Kael hadn't spoken in two days.
Not because there was no one to speak to—he had the child. But because his lips were cracked, bleeding, and dry as bone. His throat felt like it had been clawed out. Every breath was a curse, every step a death sentence.
And still, he walked.
The mountains loomed ahead, jagged and eternal, slicing into the sky like the spines of forgotten gods. Snow clung to every rock, and the wind howled as if trying to tear flesh from bone. The trails were long since buried. The ghost paths were behind him now. All that remained was this desolate stretch of frost, stone, and silence.

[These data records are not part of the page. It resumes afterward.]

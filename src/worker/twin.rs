use std::sync::Arc;
use std::time::Duration;

use serde::Serialize;
use tokio::sync::{mpsc, Mutex};
use tokio_util::sync::CancellationToken;

use crate::catalog::UnitType;
use crate::geo::{travel_time, Position};
use crate::scheduler::incident::{Incident, IncidentId, IncidentStatus};
use crate::scheduler::StatusManager;
use crate::telemetry::{EventCategory, EventSink};

pub type UnitId = u64;

#[derive(Debug, Clone, Copy, PartialEq, Eq, Hash, Serialize)]
pub enum UnitStatus {
    Idle,
    EnRoute,
    OnScene,
    Returning,
}

impl std::fmt::Display for UnitStatus {
    fn fmt(&self, f: &mut std::fmt::Formatter<'_>) -> std::fmt::Result {
        match self {
            UnitStatus::Idle => write!(f, "IDLE"),
            UnitStatus::EnRoute => write!(f, "EN_ROUTE"),
            UnitStatus::OnScene => write!(f, "ON_SCENE"),
            UnitStatus::Returning => write!(f, "RETURNING"),
        }
    }
}

/// The busy half of the lifecycle. A unit in one of these phases always
/// holds exactly one incident.
#[derive(Debug, Clone, Copy, PartialEq, Eq)]
enum ActivePhase {
    EnRoute,
    OnScene,
    Returning,
}

impl From<ActivePhase> for UnitStatus {
    fn from(phase: ActivePhase) -> Self {
        match phase {
            ActivePhase::EnRoute => UnitStatus::EnRoute,
            ActivePhase::OnScene => UnitStatus::OnScene,
            ActivePhase::Returning => UnitStatus::Returning,
        }
    }
}

struct Assignment {
    phase: ActivePhase,
    incident: Arc<Incident>,
}

struct UnitState {
    position: Position,
    /// `None` means Idle.
    assignment: Option<Assignment>,
}

impl UnitState {
    fn status(&self) -> UnitStatus {
        self.assignment
            .as_ref()
            .map_or(UnitStatus::Idle, |a| a.phase.into())
    }
}

/// Point-in-time view of a unit.
#[derive(Debug, Clone, Serialize)]
pub struct UnitSnapshot {
    pub id: UnitId,
    pub unit_type: String,
    pub status: UnitStatus,
    pub position: Position,
    pub incident_id: Option<IncidentId>,
}

/// Shared handle to one rescue unit.
///
/// Position and phase are written by the unit's own [`UnitTwin`], except for
/// the Idle to EnRoute step, which the scheduler performs through
/// [`Unit::assign`] under the unit's lock.
pub struct Unit {
    pub id: UnitId,
    pub unit_type: Arc<UnitType>,
    state: Mutex<UnitState>,
    wake_tx: mpsc::Sender<Arc<Incident>>,
}

impl Unit {
    /// Create an idle unit parked at its base, plus the receiving end of its
    /// assignment channel for the twin that will drive it.
    pub fn new(id: UnitId, unit_type: Arc<UnitType>) -> (Self, mpsc::Receiver<Arc<Incident>>) {
        let (wake_tx, wake_rx) = mpsc::channel(1);
        let unit = Self {
            id,
            state: Mutex::new(UnitState {
                position: unit_type.base,
                assignment: None,
            }),
            unit_type,
            wake_tx,
        };
        (unit, wake_rx)
    }

    pub async fn status(&self) -> UnitStatus {
        self.state.lock().await.status()
    }

    pub async fn position(&self) -> Position {
        self.state.lock().await.position
    }

    pub async fn incident_id(&self) -> Option<IncidentId> {
        self.state
            .lock()
            .await
            .assignment
            .as_ref()
            .map(|a| a.incident.id)
    }

    pub async fn snapshot(&self) -> UnitSnapshot {
        let state = self.state.lock().await;
        UnitSnapshot {
            id: self.id,
            unit_type: self.unit_type.name.clone(),
            status: state.status(),
            position: state.position,
            incident_id: state.assignment.as_ref().map(|a| a.incident.id),
        }
    }

    /// True while the unit is travelling to or working at `incident`.
    pub(crate) async fn is_active_on(&self, incident: IncidentId) -> bool {
        self.state.lock().await.assignment.as_ref().is_some_and(|a| {
            a.incident.id == incident
                && matches!(a.phase, ActivePhase::EnRoute | ActivePhase::OnScene)
        })
    }

    /// Idle to EnRoute with `incident` attached. Returns false if the unit
    /// was not idle.
    pub(crate) async fn assign(&self, incident: Arc<Incident>) -> bool {
        let mut state = self.state.lock().await;
        if state.assignment.is_some() {
            return false;
        }
        state.assignment = Some(Assignment {
            phase: ActivePhase::EnRoute,
            incident,
        });
        true
    }

    /// Undo an [`Unit::assign`] whose twin has not been woken yet.
    pub(crate) async fn withdraw(&self, incident: IncidentId) -> bool {
        let mut state = self.state.lock().await;
        let pending = state
            .assignment
            .as_ref()
            .is_some_and(|a| a.incident.id == incident && a.phase == ActivePhase::EnRoute);
        if pending {
            state.assignment = None;
        }
        pending
    }

    /// Wake the twin for an assignment previously made with [`Unit::assign`].
    pub(crate) fn wake(&self, incident: Arc<Incident>) -> bool {
        self.wake_tx.try_send(incident).is_ok()
    }

    async fn advance(&self, phase: ActivePhase, position: Position) {
        let mut state = self.state.lock().await;
        state.position = position;
        if let Some(assignment) = state.assignment.as_mut() {
            assignment.phase = phase;
        }
    }

    /// Back to Idle, dropping the incident handle.
    async fn finish(&self) -> Option<Arc<Incident>> {
        self.state.lock().await.assignment.take().map(|a| a.incident)
    }
}

impl std::fmt::Debug for Unit {
    fn fmt(&self, f: &mut std::fmt::Formatter<'_>) -> std::fmt::Result {
        f.debug_struct("Unit")
            .field("id", &self.id)
            .field("unit_type", &self.unit_type.name)
            .finish()
    }
}

/// The actor driving one [`Unit`] through
/// `Idle -> EnRoute -> OnScene -> Returning -> Idle`.
pub struct UnitTwin {
    unit: Arc<Unit>,
    wake_rx: mpsc::Receiver<Arc<Incident>>,
    status: StatusManager,
    events: EventSink,
    time_unit: Duration,
}

impl UnitTwin {
    pub fn new(
        unit: Arc<Unit>,
        wake_rx: mpsc::Receiver<Arc<Incident>>,
        status: StatusManager,
        events: EventSink,
        time_unit: Duration,
    ) -> Self {
        Self {
            unit,
            wake_rx,
            status,
            events,
            time_unit,
        }
    }

    pub fn unit(&self) -> &Arc<Unit> {
        &self.unit
    }

    /// Serve assignments until `shutdown` is cancelled. Cancellation also
    /// interrupts an incident in progress.
    pub async fn run(mut self, shutdown: CancellationToken) {
        loop {
            let incident = tokio::select! {
                biased;
                _ = shutdown.cancelled() => break,
                msg = self.wake_rx.recv() => match msg {
                    Some(incident) => incident,
                    None => break,
                },
            };

            self.respond(incident, &shutdown).await;
        }

        tracing::debug!(unit_id = self.unit.id, "Unit twin stopped");
    }

    async fn respond(&self, incident: Arc<Incident>, shutdown: &CancellationToken) {
        let unit = &self.unit;
        let type_name = &unit.unit_type.name;

        if unit.incident_id().await != Some(incident.id) {
            self.events.error(
                unit.id,
                EventCategory::Unit,
                format!(
                    "{} #{} woken for incident {} it was never assigned, ignoring",
                    type_name, unit.id, incident.id
                ),
            );
            return;
        }

        let Some(requirement) = incident.kind.requirement_for(type_name) else {
            self.events.error(
                unit.id,
                EventCategory::Unit,
                format!(
                    "{} #{} has no matching requirement in {} incident {}, canceling it",
                    type_name, unit.id, incident.kind.name, incident.id
                ),
            );
            // The incident cannot be served as planned without this unit.
            unit.finish().await;
            if !incident.status().is_terminal() {
                self.status
                    .transition(&incident, IncidentStatus::Canceled)
                    .await;
            }
            return;
        };
        let service_time = requirement.time_to_manage;

        let origin = unit.position().await;
        let travel = travel_time(origin, incident.location, unit.unit_type.speed);
        self.events.info(
            unit.id,
            EventCategory::Unit,
            format!(
                "{} #{} {} -> {}: en route {} -> {} for incident {}, travel time {}",
                type_name,
                unit.id,
                UnitStatus::Idle,
                UnitStatus::EnRoute,
                origin,
                incident.location,
                incident.id,
                travel
            ),
        );

        if !self.pause(travel, shutdown).await {
            return self.abort(&incident).await;
        }
        unit.advance(ActivePhase::OnScene, incident.location).await;
        self.events.info(
            unit.id,
            EventCategory::Unit,
            format!(
                "{} #{} {} -> {}: arrived at {} for incident {}",
                type_name,
                unit.id,
                UnitStatus::EnRoute,
                UnitStatus::OnScene,
                incident.location,
                incident.id
            ),
        );
        self.status
            .transition(&incident, IncidentStatus::InProgress)
            .await;

        if !self.pause(service_time, shutdown).await {
            return self.abort(&incident).await;
        }
        unit.advance(ActivePhase::Returning, unit.unit_type.base).await;
        self.events.info(
            unit.id,
            EventCategory::Unit,
            format!(
                "{} #{} {} -> {}: finished incident {} after {}, returning to {}",
                type_name,
                unit.id,
                UnitStatus::OnScene,
                UnitStatus::Returning,
                incident.id,
                service_time,
                unit.unit_type.base
            ),
        );
        self.status
            .transition(&incident, IncidentStatus::Completed)
            .await;

        if !self.pause(travel, shutdown).await {
            return self.abort(&incident).await;
        }
        unit.finish().await;
        self.events.info(
            unit.id,
            EventCategory::Unit,
            format!(
                "{} #{} {} -> {}: service completed for incident {}",
                type_name,
                unit.id,
                UnitStatus::Returning,
                UnitStatus::Idle,
                incident.id
            ),
        );
    }

    /// Sleep for `units` time units. Returns false if cancelled first.
    async fn pause(&self, units: u64, shutdown: &CancellationToken) -> bool {
        if units == 0 {
            return true;
        }
        let duration = self
            .time_unit
            .saturating_mul(u32::try_from(units).unwrap_or(u32::MAX));
        tokio::select! {
            _ = shutdown.cancelled() => false,
            _ = tokio::time::sleep(duration) => true,
        }
    }

    async fn abort(&self, incident: &Incident) {
        self.unit.finish().await;
        self.events.warn(
            self.unit.id,
            EventCategory::Unit,
            format!(
                "{} #{} interrupted by shutdown during incident {}",
                self.unit.unit_type.name, self.unit.id, incident.id
            ),
        );
        if !incident.status().is_terminal() {
            self.status
                .transition(incident, IncidentStatus::Canceled)
                .await;
        }
    }
}

#[cfg(test)]
mod tests {
    use super::*;
    use crate::catalog::{IncidentKind, Requirement};
    use crate::telemetry::DispatchStats;

    #[tokio::test(start_paused = true)]
    async fn unit_without_matching_requirement_cancels_incident() {
        let truck = Arc::new(UnitType::new("Truck", 5, Position::new(0, 0)));
        let boat = Arc::new(UnitType::new("Boat", 5, Position::new(0, 0)));
        let kind = Arc::new(IncidentKind {
            name: "Fire".to_string(),
            priority: 2,
            requirements: vec![Requirement {
                unit_type: truck,
                count: 1,
                time_to_manage: 4,
            }],
        });
        let incident = Arc::new(Incident::new(1, kind, Position::new(10, 0)));

        let stats = Arc::new(DispatchStats::default());
        let status = StatusManager::new(EventSink::disabled(), stats.clone());
        let (unit, wake_rx) = Unit::new(7, boat);
        let unit = Arc::new(unit);
        let twin = UnitTwin::new(
            unit.clone(),
            wake_rx,
            status.clone(),
            EventSink::disabled(),
            Duration::from_secs(1),
        );
        let shutdown = CancellationToken::new();
        let handle = tokio::spawn(twin.run(shutdown.clone()));

        incident.attach_units(&[unit.clone()]).await;
        assert!(status.transition(&incident, IncidentStatus::Assigned).await);
        assert!(unit.assign(incident.clone()).await);
        assert!(unit.wake(incident.clone()));

        let mut watch = incident.subscribe();
        tokio::time::timeout(Duration::from_secs(5), watch.wait_for(|s| s.is_terminal()))
            .await
            .unwrap()
            .unwrap();

        assert_eq!(incident.status(), IncidentStatus::Canceled);
        assert!(incident.is_released().await);
        assert_eq!(unit.status().await, UnitStatus::Idle);
        assert_eq!(unit.incident_id().await, None);
        assert_eq!(stats.snapshot().canceled, 1);

        // The twin keeps serving after skipping the assignment.
        assert!(!handle.is_finished());
        shutdown.cancel();
        handle.await.unwrap();
    }
}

He had wrapped the child tighter in what little fabric remained, tucking her against his chest, heart to heart. She remained warm, her glow now faint—but constant. It kept him going. The idea that something good was still touching the world. That maybe, if he could reach the temple, the gods would finally answer her presence. Or someone would.
The temple of Solis was no longer a sanctuary. Not really. The once-golden towers had crumbled. The high walls were split. The sanctified stones now lay in ruin, half-swallowed by frost and age. But the priestess would be there.
She had to be.
She was the only one left.
Kael stumbled, catching himself against a rock. Blood smeared the stone. He didn't know from where anymore. His shoulder? His thigh? His side? All of it, maybe. He was a torn-up husk of what had once been a paladin.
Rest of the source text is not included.